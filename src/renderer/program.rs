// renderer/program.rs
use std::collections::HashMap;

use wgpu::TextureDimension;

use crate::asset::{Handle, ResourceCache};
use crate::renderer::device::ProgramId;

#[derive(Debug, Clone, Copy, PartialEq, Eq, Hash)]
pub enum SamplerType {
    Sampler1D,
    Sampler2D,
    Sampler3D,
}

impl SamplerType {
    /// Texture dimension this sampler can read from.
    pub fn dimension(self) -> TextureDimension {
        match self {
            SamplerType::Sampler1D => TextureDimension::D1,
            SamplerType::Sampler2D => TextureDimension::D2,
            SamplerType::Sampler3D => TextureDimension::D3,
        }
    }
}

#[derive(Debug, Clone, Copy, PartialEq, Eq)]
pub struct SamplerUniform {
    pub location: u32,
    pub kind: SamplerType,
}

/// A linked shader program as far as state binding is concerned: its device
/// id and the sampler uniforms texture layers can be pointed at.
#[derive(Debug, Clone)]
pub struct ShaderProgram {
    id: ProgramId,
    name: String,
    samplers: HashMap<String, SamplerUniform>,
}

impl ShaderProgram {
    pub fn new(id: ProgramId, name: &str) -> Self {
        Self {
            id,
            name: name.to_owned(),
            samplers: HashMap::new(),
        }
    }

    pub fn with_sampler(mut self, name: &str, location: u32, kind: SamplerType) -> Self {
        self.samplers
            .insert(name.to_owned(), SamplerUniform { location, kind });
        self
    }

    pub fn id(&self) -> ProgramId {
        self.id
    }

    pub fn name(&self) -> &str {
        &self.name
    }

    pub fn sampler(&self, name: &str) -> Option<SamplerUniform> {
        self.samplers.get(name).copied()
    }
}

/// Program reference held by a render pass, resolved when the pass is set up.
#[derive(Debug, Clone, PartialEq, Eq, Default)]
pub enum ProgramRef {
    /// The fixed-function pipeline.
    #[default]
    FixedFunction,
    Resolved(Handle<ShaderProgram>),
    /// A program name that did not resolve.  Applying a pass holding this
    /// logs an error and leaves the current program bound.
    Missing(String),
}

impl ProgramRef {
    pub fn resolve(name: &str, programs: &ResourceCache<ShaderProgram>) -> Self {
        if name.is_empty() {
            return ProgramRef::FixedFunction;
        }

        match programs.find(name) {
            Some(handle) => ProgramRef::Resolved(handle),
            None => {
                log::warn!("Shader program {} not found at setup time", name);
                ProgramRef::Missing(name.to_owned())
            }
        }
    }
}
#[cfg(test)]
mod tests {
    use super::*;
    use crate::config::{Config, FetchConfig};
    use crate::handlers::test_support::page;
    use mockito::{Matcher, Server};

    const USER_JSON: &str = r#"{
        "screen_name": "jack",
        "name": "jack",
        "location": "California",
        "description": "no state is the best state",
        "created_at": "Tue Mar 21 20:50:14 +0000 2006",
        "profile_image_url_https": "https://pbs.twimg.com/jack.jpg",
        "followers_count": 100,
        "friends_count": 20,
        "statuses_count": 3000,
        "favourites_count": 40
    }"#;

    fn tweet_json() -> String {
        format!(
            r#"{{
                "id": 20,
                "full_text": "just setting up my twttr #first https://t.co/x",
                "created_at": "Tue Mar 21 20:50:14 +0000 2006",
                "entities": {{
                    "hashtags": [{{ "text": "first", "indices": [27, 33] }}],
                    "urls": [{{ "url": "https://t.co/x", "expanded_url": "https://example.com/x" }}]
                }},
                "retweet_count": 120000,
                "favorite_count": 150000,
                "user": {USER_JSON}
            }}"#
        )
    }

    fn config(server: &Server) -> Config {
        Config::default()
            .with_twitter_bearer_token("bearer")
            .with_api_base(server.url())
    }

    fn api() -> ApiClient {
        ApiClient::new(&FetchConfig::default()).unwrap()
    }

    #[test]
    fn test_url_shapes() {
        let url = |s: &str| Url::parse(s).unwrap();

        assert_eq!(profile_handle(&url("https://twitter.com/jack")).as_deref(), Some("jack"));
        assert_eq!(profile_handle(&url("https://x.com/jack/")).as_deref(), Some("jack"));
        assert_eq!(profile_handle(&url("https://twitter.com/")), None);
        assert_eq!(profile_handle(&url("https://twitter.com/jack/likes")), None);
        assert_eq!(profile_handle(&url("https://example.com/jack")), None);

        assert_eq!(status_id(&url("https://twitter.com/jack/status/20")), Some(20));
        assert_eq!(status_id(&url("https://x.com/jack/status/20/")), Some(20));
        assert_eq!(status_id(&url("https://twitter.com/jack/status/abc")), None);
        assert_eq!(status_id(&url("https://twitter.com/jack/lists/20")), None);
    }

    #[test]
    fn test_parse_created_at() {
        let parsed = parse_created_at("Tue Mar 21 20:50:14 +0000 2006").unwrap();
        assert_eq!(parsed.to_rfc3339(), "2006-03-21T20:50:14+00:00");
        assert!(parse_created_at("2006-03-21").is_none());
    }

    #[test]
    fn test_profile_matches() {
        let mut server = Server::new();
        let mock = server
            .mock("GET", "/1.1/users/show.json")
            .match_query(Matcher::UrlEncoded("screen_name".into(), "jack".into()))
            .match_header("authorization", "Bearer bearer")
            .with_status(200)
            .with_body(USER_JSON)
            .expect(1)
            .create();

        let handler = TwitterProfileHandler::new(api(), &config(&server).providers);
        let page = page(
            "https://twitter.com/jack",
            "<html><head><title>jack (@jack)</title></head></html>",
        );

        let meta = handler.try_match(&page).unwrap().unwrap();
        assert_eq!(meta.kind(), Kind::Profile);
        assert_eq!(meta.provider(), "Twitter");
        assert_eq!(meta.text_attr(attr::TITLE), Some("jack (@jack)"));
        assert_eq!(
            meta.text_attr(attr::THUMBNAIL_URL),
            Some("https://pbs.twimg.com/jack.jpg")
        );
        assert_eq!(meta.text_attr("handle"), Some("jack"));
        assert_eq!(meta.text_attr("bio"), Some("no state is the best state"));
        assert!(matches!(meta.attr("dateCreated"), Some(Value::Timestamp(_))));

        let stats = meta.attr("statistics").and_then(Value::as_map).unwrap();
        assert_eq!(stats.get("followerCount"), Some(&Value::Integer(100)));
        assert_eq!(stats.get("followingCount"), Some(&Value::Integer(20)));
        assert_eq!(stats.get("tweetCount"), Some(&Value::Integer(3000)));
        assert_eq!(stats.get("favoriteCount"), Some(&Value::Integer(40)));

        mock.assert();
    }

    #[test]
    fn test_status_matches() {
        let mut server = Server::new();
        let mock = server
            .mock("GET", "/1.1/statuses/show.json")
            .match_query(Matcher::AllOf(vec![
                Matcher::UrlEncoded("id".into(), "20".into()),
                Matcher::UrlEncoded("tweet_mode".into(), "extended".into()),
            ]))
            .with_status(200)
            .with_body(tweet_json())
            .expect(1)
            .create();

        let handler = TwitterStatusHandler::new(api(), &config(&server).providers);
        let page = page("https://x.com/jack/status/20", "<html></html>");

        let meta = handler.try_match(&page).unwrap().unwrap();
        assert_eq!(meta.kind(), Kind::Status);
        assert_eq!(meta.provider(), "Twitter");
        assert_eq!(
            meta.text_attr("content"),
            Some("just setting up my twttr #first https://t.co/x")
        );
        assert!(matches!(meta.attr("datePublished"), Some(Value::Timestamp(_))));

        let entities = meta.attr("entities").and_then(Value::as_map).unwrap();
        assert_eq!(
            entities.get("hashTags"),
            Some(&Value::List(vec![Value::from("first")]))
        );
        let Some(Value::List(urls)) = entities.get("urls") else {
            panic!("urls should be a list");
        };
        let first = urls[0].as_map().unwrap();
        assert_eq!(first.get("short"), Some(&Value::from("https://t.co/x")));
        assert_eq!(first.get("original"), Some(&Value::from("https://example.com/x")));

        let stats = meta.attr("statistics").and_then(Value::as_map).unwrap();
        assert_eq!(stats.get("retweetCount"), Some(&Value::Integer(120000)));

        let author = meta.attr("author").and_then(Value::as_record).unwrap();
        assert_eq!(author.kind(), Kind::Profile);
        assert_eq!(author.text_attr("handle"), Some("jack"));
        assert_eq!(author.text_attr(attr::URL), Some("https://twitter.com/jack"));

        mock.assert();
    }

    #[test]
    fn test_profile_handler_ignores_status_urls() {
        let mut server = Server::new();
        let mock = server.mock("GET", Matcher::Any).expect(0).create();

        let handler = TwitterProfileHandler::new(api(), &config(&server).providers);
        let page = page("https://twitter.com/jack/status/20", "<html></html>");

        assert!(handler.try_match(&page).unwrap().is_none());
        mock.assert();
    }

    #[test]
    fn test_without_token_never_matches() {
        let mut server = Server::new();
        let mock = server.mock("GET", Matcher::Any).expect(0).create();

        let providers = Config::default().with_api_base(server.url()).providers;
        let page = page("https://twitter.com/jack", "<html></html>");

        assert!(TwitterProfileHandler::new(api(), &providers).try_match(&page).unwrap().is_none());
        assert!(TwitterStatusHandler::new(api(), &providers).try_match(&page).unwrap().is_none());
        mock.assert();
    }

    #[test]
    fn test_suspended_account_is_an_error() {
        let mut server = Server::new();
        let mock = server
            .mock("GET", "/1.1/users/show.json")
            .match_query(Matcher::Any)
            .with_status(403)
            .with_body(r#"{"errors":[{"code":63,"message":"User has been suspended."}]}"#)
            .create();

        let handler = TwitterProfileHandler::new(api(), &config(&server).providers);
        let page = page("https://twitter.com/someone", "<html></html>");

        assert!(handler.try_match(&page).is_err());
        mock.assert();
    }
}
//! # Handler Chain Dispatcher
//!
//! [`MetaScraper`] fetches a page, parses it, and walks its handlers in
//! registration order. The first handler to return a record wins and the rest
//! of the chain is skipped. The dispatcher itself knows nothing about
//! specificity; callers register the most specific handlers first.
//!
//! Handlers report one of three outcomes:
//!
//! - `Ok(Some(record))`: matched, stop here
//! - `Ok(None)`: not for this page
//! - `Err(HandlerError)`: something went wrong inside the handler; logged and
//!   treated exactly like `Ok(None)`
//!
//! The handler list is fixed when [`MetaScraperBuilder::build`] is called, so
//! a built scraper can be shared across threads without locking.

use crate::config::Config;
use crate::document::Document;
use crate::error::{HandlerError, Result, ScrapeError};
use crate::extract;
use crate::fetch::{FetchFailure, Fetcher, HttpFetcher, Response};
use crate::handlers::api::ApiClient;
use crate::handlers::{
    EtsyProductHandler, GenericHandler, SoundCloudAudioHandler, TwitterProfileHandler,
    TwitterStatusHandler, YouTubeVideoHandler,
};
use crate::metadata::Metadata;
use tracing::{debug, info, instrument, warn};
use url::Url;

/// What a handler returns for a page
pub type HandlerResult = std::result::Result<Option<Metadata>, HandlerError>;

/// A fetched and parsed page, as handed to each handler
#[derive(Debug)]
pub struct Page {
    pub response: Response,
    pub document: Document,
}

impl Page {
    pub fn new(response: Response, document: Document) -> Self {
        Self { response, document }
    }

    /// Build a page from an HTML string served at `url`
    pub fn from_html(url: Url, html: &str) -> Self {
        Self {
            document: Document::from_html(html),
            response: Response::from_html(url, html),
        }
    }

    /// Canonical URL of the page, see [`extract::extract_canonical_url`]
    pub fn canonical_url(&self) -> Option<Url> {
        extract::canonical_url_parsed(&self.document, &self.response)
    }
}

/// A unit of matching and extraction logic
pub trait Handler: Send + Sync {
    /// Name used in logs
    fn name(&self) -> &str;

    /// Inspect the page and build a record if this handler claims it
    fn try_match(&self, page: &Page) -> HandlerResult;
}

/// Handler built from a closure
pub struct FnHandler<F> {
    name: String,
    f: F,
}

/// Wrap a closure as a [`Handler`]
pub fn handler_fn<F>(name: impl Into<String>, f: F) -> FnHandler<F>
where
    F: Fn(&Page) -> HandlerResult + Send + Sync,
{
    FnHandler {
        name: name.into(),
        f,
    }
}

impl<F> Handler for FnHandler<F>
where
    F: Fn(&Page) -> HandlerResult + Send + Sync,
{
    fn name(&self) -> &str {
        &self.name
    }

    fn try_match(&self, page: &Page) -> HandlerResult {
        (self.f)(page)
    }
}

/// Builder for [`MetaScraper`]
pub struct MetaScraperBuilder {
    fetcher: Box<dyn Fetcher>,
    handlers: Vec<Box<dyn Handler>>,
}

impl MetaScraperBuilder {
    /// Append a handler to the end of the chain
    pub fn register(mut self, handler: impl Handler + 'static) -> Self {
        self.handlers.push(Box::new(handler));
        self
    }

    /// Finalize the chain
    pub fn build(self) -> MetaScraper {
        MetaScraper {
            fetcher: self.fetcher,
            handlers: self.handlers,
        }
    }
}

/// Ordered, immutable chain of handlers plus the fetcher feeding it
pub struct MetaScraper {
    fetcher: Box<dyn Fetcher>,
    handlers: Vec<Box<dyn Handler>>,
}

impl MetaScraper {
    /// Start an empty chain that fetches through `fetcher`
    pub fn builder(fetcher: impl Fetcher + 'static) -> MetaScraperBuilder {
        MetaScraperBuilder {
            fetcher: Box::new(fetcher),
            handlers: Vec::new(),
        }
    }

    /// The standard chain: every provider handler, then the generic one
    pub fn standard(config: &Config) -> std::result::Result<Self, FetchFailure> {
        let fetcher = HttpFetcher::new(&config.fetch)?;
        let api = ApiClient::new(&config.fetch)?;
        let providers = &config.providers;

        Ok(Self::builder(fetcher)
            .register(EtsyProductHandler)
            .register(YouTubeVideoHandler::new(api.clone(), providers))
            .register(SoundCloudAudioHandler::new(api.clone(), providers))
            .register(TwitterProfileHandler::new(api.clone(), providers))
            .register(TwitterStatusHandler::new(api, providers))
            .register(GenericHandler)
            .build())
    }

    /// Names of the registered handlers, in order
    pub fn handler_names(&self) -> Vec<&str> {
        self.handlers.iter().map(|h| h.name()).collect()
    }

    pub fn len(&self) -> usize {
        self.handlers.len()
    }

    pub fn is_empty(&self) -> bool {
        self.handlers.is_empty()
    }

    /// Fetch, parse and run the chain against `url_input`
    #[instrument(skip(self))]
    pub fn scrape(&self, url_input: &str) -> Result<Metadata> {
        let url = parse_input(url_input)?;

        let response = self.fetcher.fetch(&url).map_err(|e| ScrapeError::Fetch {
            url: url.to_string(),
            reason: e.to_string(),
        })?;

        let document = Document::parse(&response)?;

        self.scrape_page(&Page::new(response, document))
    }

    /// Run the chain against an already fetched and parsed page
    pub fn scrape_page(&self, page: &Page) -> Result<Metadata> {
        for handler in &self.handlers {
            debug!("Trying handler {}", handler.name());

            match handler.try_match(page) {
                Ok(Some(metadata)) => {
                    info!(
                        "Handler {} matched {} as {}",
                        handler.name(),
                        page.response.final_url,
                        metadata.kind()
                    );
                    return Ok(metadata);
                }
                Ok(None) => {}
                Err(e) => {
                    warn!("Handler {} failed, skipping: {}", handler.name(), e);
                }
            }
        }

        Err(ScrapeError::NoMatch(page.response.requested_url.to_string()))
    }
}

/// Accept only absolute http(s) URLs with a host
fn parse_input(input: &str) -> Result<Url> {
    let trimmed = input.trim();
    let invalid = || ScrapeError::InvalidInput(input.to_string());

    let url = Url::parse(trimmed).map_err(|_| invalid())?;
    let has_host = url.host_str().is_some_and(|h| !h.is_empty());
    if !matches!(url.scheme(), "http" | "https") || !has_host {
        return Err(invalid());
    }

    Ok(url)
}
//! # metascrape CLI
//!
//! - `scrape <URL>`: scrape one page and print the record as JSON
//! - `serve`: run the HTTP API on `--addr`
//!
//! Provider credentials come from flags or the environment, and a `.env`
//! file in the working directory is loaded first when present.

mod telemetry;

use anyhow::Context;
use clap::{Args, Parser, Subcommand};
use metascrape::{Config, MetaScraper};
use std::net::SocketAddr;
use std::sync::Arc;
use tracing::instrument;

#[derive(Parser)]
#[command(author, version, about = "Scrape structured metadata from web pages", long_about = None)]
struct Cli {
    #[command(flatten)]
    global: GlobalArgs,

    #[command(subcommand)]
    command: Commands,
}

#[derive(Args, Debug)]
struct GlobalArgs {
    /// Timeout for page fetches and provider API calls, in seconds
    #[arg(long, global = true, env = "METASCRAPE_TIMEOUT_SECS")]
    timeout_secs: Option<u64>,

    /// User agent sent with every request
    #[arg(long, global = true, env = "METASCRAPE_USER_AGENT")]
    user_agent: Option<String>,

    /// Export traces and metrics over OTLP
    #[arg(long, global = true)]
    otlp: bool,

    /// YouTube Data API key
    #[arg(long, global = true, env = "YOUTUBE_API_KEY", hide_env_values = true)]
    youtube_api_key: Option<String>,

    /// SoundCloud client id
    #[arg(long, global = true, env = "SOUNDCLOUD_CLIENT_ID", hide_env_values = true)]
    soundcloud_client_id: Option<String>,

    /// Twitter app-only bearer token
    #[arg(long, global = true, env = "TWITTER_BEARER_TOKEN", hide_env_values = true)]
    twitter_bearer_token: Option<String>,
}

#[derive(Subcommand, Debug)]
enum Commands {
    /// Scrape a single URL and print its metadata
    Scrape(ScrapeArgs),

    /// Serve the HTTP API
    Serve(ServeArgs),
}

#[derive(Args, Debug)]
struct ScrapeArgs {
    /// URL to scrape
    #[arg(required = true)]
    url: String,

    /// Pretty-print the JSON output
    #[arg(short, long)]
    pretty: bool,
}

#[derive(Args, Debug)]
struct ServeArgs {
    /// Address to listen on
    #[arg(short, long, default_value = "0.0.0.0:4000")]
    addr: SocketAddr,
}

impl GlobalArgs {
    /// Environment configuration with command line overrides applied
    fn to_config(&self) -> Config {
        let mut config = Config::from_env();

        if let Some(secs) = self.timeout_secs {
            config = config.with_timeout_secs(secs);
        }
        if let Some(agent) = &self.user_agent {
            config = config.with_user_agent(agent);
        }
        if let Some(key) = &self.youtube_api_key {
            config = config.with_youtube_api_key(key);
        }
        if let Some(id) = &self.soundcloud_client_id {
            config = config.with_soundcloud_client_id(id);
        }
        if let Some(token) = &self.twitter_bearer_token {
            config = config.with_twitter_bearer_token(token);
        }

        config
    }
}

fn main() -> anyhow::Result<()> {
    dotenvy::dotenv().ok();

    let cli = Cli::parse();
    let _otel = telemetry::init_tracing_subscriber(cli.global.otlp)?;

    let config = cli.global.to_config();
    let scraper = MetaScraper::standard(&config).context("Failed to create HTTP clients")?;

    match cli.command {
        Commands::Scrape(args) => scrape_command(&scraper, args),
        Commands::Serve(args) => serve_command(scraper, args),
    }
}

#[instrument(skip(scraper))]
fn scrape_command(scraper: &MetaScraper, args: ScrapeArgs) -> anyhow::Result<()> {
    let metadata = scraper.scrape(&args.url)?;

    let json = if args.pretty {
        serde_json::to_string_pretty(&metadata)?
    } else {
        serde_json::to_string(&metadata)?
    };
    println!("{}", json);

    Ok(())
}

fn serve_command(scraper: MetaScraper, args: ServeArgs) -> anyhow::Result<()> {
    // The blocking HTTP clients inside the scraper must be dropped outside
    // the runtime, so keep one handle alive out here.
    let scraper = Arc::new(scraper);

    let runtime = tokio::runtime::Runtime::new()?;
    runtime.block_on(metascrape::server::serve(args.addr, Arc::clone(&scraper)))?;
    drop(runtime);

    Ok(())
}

========

* _WHAT THE TASK REQUIRES_:
If a line in the records contains the word "about", copy it out.

* _PROBLEM SOLUTION_:
//! of the chain is skipped. The dispatcher itself knows nothing about
#[command(author, version, about = "Scrape structured metadata from web pages", long_about = None)]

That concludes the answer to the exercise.